Re: OUTER JOIN with filter

From: Tom Lane <tgl(at)sss(dot)pgh(dot)pa(dot)us>
To: Josh Berkus <josh(at)agliodbs(dot)com>
Cc: Stephan Szabo <sszabo(at)megazone23(dot)bigpanda(dot)com>, Nicolas Fertig <nfertig(at)swissnow(dot)ch>, pgsql-sql(at)postgresql(dot)org
Subject: Re: OUTER JOIN with filter
Date: 2003-03-03 19:17:19
Message-ID: 15484.1046719039@sss.pgh.pa.us
Views: Raw Message | Whole Thread | Download mbox | Resend email
Thread:
Lists: pgsql-sql

Josh Berkus <josh(at)agliodbs(dot)com> writes:
> For that matter, in a few queries I've found that it pays to force the
> planner's hand by repeating some of the clauses in the WHERE clause in the
> JOIN as well, as:

> SELECT a.x, b.y, c.z
> FROM a JOIN b ON (a.id = b.a_id AND b.type = 'm')
> LEFT OUTER JOIN c ON (b.id = c.b_id)
> WHERE b.type = 'm'

> The logic is fine.
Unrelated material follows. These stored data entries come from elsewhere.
//! Sync tunables parsed from environment variables.
//!
//! Every knob has a `DEFAULT_*` constant. Missing or unparsable values fall
//! back to the default rather than failing session startup.

use std::time::Duration;

use tracing::warn;

pub const DEFAULT_LOCK_TTL_MS: u64 = 10_000;
pub const DEFAULT_LOCK_SWEEP_MS: u64 = 10_000;
pub const DEFAULT_DRAG_THROTTLE_MS: u64 = 16;
pub const DEFAULT_PUBLISH_BACKOFF_BASE_MS: u64 = 16;
pub const DEFAULT_PUBLISH_BACKOFF_MAX_MS: u64 = 5_000;
pub const DEFAULT_PRESENCE_TTL_MS: u64 = 15_000;
pub const DEFAULT_PRESENCE_HEARTBEAT_MS: u64 = 5_000;
pub const DEFAULT_DUPLICATE_OFFSET: f64 = 20.0;
pub const DEFAULT_FEED_CAPACITY: usize = 1024;

/// Renewal cadence as a fraction of the lease TTL.
const RENEW_DIVISOR: u64 = 3;

#[derive(Debug, Clone, Copy, PartialEq)]
pub struct SyncConfig {
    /// Lease lifetime after acquisition or renewal.
    pub lock_ttl_ms: u64,
    /// How often held leases are renewed. Always shorter than the TTL.
    pub lock_renew_ms: u64,
    /// How often expired leases are reaped.
    pub lock_sweep_ms: u64,
    /// Coalescing window for drag, rotate and resize frames.
    pub drag_throttle_ms: u64,
    /// Adaptive publish spacing when the backend is healthy.
    pub publish_backoff_base_ms: u64,
    /// Ceiling for adaptive publish spacing under repeated failures.
    pub publish_backoff_max_ms: u64,
    /// Presence entries older than this are considered gone.
    pub presence_ttl_ms: u64,
    /// How often the local presence entry is refreshed.
    pub presence_heartbeat_ms: u64,
    /// Offset applied to both axes of duplicated shapes, in pixels.
    pub duplicate_offset: f64,
    /// Inbound change-feed buffer per client, as sized by
    /// `MemoryHub::from_config`. Overflow forces a full reconcile.
    pub feed_capacity: usize,
}

impl SyncConfig {
    /// Build config from environment variables.
    ///
    /// - `CANVAS_LOCK_TTL_MS` (10000)
    /// - `CANVAS_LOCK_RENEW_MS` (TTL / 3)
    /// - `CANVAS_LOCK_SWEEP_MS` (10000)
    /// - `CANVAS_DRAG_THROTTLE_MS` (16)
    /// - `CANVAS_PUBLISH_BACKOFF_BASE_MS` (16)
    /// - `CANVAS_PUBLISH_BACKOFF_MAX_MS` (5000)
    /// - `CANVAS_PRESENCE_TTL_MS` (15000)
    /// - `CANVAS_PRESENCE_HEARTBEAT_MS` (5000)
    /// - `CANVAS_DUPLICATE_OFFSET` (20.0)
    /// - `CANVAS_FEED_CAPACITY` (1024)
    #[must_use]
    pub fn from_env() -> Self {
        let lock_ttl_ms = env_parse("CANVAS_LOCK_TTL_MS", DEFAULT_LOCK_TTL_MS).max(1);
        let config = Self {
            lock_ttl_ms,
            lock_renew_ms: env_parse("CANVAS_LOCK_RENEW_MS", lock_ttl_ms / RENEW_DIVISOR),
            lock_sweep_ms: env_parse("CANVAS_LOCK_SWEEP_MS", DEFAULT_LOCK_SWEEP_MS),
            drag_throttle_ms: env_parse("CANVAS_DRAG_THROTTLE_MS", DEFAULT_DRAG_THROTTLE_MS),
            publish_backoff_base_ms: env_parse("CANVAS_PUBLISH_BACKOFF_BASE_MS", DEFAULT_PUBLISH_BACKOFF_BASE_MS),
            publish_backoff_max_ms: env_parse("CANVAS_PUBLISH_BACKOFF_MAX_MS", DEFAULT_PUBLISH_BACKOFF_MAX_MS),
            presence_ttl_ms: env_parse("CANVAS_PRESENCE_TTL_MS", DEFAULT_PRESENCE_TTL_MS),
            presence_heartbeat_ms: env_parse("CANVAS_PRESENCE_HEARTBEAT_MS", DEFAULT_PRESENCE_HEARTBEAT_MS),
            duplicate_offset: env_parse("CANVAS_DUPLICATE_OFFSET", DEFAULT_DUPLICATE_OFFSET),
            feed_capacity: env_parse("CANVAS_FEED_CAPACITY", DEFAULT_FEED_CAPACITY),
        };
        config.normalized()
    }

    /// Clamp values that would break the lease or backoff invariants.
    #[must_use]
    pub fn normalized(mut self) -> Self {
        self.lock_ttl_ms = self.lock_ttl_ms.max(1);
        if self.lock_renew_ms == 0 || self.lock_renew_ms >= self.lock_ttl_ms {
            let fallback = (self.lock_ttl_ms / RENEW_DIVISOR).max(1);
            warn!(renew_ms = self.lock_renew_ms, ttl_ms = self.lock_ttl_ms, fallback, "lock renewal must be shorter than TTL");
            self.lock_renew_ms = fallback;
        }
        self.drag_throttle_ms = self.drag_throttle_ms.max(1);
        self.lock_sweep_ms = self.lock_sweep_ms.max(1);
        self.presence_heartbeat_ms = self.presence_heartbeat_ms.max(1);
        self.publish_backoff_base_ms = self.publish_backoff_base_ms.max(1);
        self.publish_backoff_max_ms = self.publish_backoff_max_ms.max(self.publish_backoff_base_ms);
        self.feed_capacity = self.feed_capacity.max(1);
        self
    }

    #[must_use]
    pub fn lock_renew_interval(&self) -> Duration {
        Duration::from_millis(self.lock_renew_ms)
    }

    #[must_use]
    pub fn lock_sweep_interval(&self) -> Duration {
        Duration::from_millis(self.lock_sweep_ms)
    }

    #[must_use]
    pub fn drag_throttle(&self) -> Duration {
        Duration::from_millis(self.drag_throttle_ms)
    }

    #[must_use]
    pub fn publish_backoff_base(&self) -> Duration {
        Duration::from_millis(self.publish_backoff_base_ms)
    }

    #[must_use]
    pub fn publish_backoff_max(&self) -> Duration {
        Duration::from_millis(self.publish_backoff_max_ms)
    }

    #[must_use]
    pub fn presence_heartbeat(&self) -> Duration {
        Duration::from_millis(self.presence_heartbeat_ms)
    }

    /// Lease TTL in the millisecond units stored on lease records.
    #[must_use]
    pub fn lock_ttl_i64(&self) -> i64 {
        i64::try_from(self.lock_ttl_ms).unwrap_or(i64::MAX)
    }

    #[must_use]
    pub fn presence_ttl_i64(&self) -> i64 {
        i64::try_from(self.presence_ttl_ms).unwrap_or(i64::MAX)
    }
}

impl Default for SyncConfig {
    fn default() -> Self {
        Self {
            lock_ttl_ms: DEFAULT_LOCK_TTL_MS,
            lock_renew_ms: DEFAULT_LOCK_TTL_MS / RENEW_DIVISOR,
            lock_sweep_ms: DEFAULT_LOCK_SWEEP_MS,
            drag_throttle_ms: DEFAULT_DRAG_THROTTLE_MS,
            publish_backoff_base_ms: DEFAULT_PUBLISH_BACKOFF_BASE_MS,
            publish_backoff_max_ms: DEFAULT_PUBLISH_BACKOFF_MAX_MS,
            presence_ttl_ms: DEFAULT_PRESENCE_TTL_MS,
            presence_heartbeat_ms: DEFAULT_PRESENCE_HEARTBEAT_MS,
            duplicate_offset: DEFAULT_DUPLICATE_OFFSET,
            feed_capacity: DEFAULT_FEED_CAPACITY,
        }
    }
}

pub(crate) fn env_parse<T>(key: &str, default: T) -> T
where
    T: std::str::FromStr + Copy,
{
    match std::env::var(key) {
        Ok(raw) => raw.trim().parse::<T>().unwrap_or(default),
        Err(_) => default,
    }
}

#[cfg(test)]
#[path = "config_test.rs"]
mod tests;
The issue comes where the outer joined table is several
> times larger than the main queried table. The planner should recognize the
> possibility of filtering the records in the joined table before joining in
> order to minimize the join operation.

AFAIR, it's always done that; certainly the above query looks quite
redundant to me. Note though that pushing down the WHERE clause is only
legal because b is on the outer side of the join.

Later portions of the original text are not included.